Regex to remove enter from line starting with specific character in Powershell - regex

I have huge csv file with data, and some of lines are incorrect and contains enters. When file is imported into Excel then I need to correct hundreds lines manually. I have regex which is work in Notepad++ and remove enters from line which is not start with specific string in this case ";" However same regex is not working in PowerShell script.
Example of input
;BP;7165378;XX_RAW;200SSS952;EU-PL;PL02;PL02;;;;;;;;;;;;;;;;;;;;;;;;;;;;;;;;;;;;;;;;;;;;;;;;;;;;;;;;;;;;;;;;;;;;;;;;;;;;;;;;;;;;;;
15:00:00;;;;Jhon Name;;;;;;;;9444253;;;;;;;;;;;;;"Jhon Name";;;;;;;;;;Jhon Name;;;;;;;;Final Check Approved;;;;;;;;;09.01.2023;;;;;Approve;;;;;;12077;;;;;;;;;;;;;;;;;;;;;;;;;;;;;;;;;;;;;;;;;
How it should look:
;BP;7165378;XX_RAW;200SSS952;EU-PL;PL02;PL02;;;;;;;;;;;;;;;;;;;;;;;;;;;;;;;;;;;;;;;;;;;;;;;;;;;;;;;;;;;;;;;;;;;;;;;;;;;;;;;;;;;;;;15:00:00;;;;Jhon Name;;;;;;;;9444253;;;;;;;;;;;;;"Jhon Name";;;;;;;;;;Jhon Name;;;;;;;;Final Check Approved;;;;;;;;;09.01.2023;;;;;Approve;;;;;;12077;;;;;;;;;;;;;;;;;;;;;;;;;;;;;;;;;;;;;;;;;
Code:
$content = Get-Content -path "C:\Users\TUF17\Desktop\File\Fix\xx_fix_temp.csv"
$content -Replace '"\R(?!;)"', ' ' | Out-File "C:\Users\TUF17\Desktop\File\Fix\xx_noenters.csv"

It has to do with line continuation \ in your ps script.
I would also suggest adding -Raw if you want to get content of file as single string, rather than an array of strings, for easier replacing.
I'm assuming it's a .csv file you are using.
$content = Get-Content -Path "C:\Users\TUF17\Desktop\File\Fix\xx_fix_temp.csv" -Raw
$content -Replace '(?m)(^[^;].*)\r?\n(?!;)', '$1 ' | Out-File "C:\Users\TUF17\Desktop\File\Fix\xx_noenters.csv"

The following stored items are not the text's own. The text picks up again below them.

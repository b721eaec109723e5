use std::collections::HashMap;
use std::sync::Arc;
use std::sync::atomic::{AtomicU64, Ordering};

use tokio::sync::RwLock;
use tracing::debug;

use crate::error::RegisterError;
use crate::store::StatusStore;
use crate::types::{RawResult, ServiceDescriptor, ServiceId};
use crate::validation;

struct Registration {
    descriptor: Arc<ServiceDescriptor>,
    epoch: u64,
}

/// Mutable catalog of monitored services.
///
/// Each registration carries an epoch so that results produced by a check
/// dispatched under an older registration of the same id can be recognized
/// and discarded. Status rows in the store are created, reset and removed
/// together with their registration, under the registry's write lock.
pub struct ServiceRegistry {
    services: RwLock<HashMap<ServiceId, Registration>>,
    store: Arc<StatusStore>,
    next_epoch: AtomicU64,
}

impl ServiceRegistry {
    pub(crate) fn new(store: Arc<StatusStore>) -> Self {
        Self { services: RwLock::new(HashMap::new()), store, next_epoch: AtomicU64::new(1) }
    }

    /// Register a service after validating its descriptor.
    ///
    /// A duplicate id atomically replaces the prior descriptor and resets
    /// its status to `Unknown`; a policy change never keeps stale status.
    pub async fn register(&self, descriptor: ServiceDescriptor) -> Result<(), RegisterError> {
        validation::validate_descriptor(&descriptor)?;

        let id = descriptor.id.clone();
        let epoch = self.next_epoch.fetch_add(1, Ordering::Relaxed);

        let mut services = self.services.write().await;
        let replaced = services
            .insert(id.clone(), Registration { descriptor: Arc::new(descriptor), epoch })
            .is_some();
        self.store.reset(&id).await;

        if replaced {
            debug!(service = %id, "replaced existing registration");
        } else {
            debug!(service = %id, "registered service");
        }
        Ok(())
    }

    /// Remove a service and its status together. No-op when absent.
    pub async fn deregister(&self, id: &ServiceId) {
        let mut services = self.services.write().await;
        if services.remove(id).is_some() {
            self.store.remove(id).await;
            debug!(service = %id, "deregistered service");
        }
    }

    pub async fn get(&self, id: &ServiceId) -> Option<Arc<ServiceDescriptor>> {
        self.services.read().await.get(id).map(|r| r.descriptor.clone())
    }

    pub async fn len(&self) -> usize {
        self.services.read().await.len()
    }

    pub async fn is_empty(&self) -> bool {
        self.services.read().await.is_empty()
    }

    /// All current registrations with their epochs, for the scheduler scan.
    pub(crate) async fn entries(&self) -> Vec<(Arc<ServiceDescriptor>, u64)> {
        self.services.read().await.values().map(|r| (r.descriptor.clone(), r.epoch)).collect()
    }

    /// Record a completed check if, and only if, it belongs to the current
    /// registration of the service. Returns whether the result was kept.
    pub(crate) async fn record_if_current(
        &self,
        id: &ServiceId,
        epoch: u64,
        result: &RawResult,
    ) -> bool {
        let services = self.services.read().await;
        match services.get(id) {
            Some(registration) if registration.epoch == epoch => {
                self.store.record(id, result).await;
                true
            }
            _ => false,
        }
    }
}
use tokio::time::{Instant, timeout};
use tracing::debug;

use crate::types::{RawResult, ServiceDescriptor};

/// Runs a single health check with a bounded wait.
///
/// Every outcome is normalized into a [`RawResult`]: callers never
/// special-case a crashed probe against one that reported unhealthy. A
/// probe that exceeds the descriptor timeout is abandoned (its future is
/// dropped) and recorded as a timeout.
pub struct CheckExecutor;

impl CheckExecutor {
    pub fn new() -> Self {
        Self
    }

    /// Execute one check for the given descriptor. Never fails outward.
    pub async fn execute(&self, descriptor: &ServiceDescriptor) -> RawResult {
        let started = Instant::now();

        match timeout(descriptor.timeout, descriptor.probe.probe(descriptor)).await {
            Ok(Ok(report)) => RawResult::completed(report.healthy, report.latency_ms, report.detail),
            Ok(Err(e)) => {
                debug!(service = %descriptor.id, error = %e, "probe signalled failure");
                RawResult::failed(elapsed_ms(started), e.to_string())
            }
            Err(_) => {
                debug!(
                    service = %descriptor.id,
                    timeout_ms = descriptor.timeout.as_millis() as u64,
                    "probe timed out and was abandoned"
                );
                RawResult::timed_out(elapsed_ms(started))
            }
        }
    }
}

impl Default for CheckExecutor {
    fn default() -> Self {
        Self::new()
    }
}

fn elapsed_ms(started: Instant) -> f64 {
    started.elapsed().as_secs_f64() * 1000.0
}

Building on the helpful comments on the question:
In order to perform replacements across lines of a text file, you need to either read the file in full - with Get-Content -Raw - or perform stateful line-by-line processing, such as with the -File parameter of a switch statement.
Note: While you could also do stateful line-by-line processing by combining Get-Content (without -Raw) with a ForEach-Object call, such a solution would be much slower - see this answer.
Your regex, '"\R(?!;)"', has two problems:
It accidentally uses embedded " quoting. Use only '...' quoting. PowerShell has no special syntax for regex literals - it simply uses strings.
To avoid confusion with PowerShell's own up-front string interpolation, it is better to use verbatim '...' strings rather than expandable (interpolating) "..." strings - see the conceptual about_Quoting_Rules help topic.
\R is an unsupported regex escape sequence; you presumably meant \r, i.e. a CR char. (CARRIAGE RETURN, U+000D)
If you instead want to match CRLF, a Windows-format newline sequence, use \r\n
If you want to match LF (LINE FEED, U+000A)) alone (a Unix-format newline), use \n
If you want to match both newline formats, use \r?\n
As an aside: While use of CR alone is rare in practice, PowerShell treats stand-alone CR characters as newlines as well, which is why Get-Content without -Raw, which reads line by line (as you've tried) wouldn't work.
Get-Content -Raw solution (easier and faster than switch -File, but requires the whole file to fit into memory twice):
# Adjust the '\r' part as needed (see above).
(Get-Content -Raw -LiteralPath $inFile) -replace '\r(?!;)' |
Set-Content -NoNewLine -Encoding utf8 -LiteralPath $outFile
Note:
By not specifying a substitution operand to -replace, the command removes all newlines not followed by a ; ((?!;)), effectively joining the line that follows the CR directly to the previous line, which is the desired behavior based on your sample output.
For saving text, Set-Content is a bit faster than Out-File (it'll make no appreciable difference here, given that only a single, large string is written).
-NoNewLine prevents a(n additional) trailing newline from getting appended to the file.
-Encoding utf8 specifies the output character encoding. Note that PowerShell never preserves the input character encoding, so unless you use -Encoding on output, you'll get the respective cmdlet's default character encoding, which in Windows PowerShell varies from cmdlet to cmdlet; in PowerShell (Core) 7+, the consistent default is now BOM-less UTF-8. Note that in Windows PowerShell -Encoding utf8 always create a file with a BOM; see this answer for background information and workarounds.

Related

Looking for a function that removes all comments from a script [duplicate]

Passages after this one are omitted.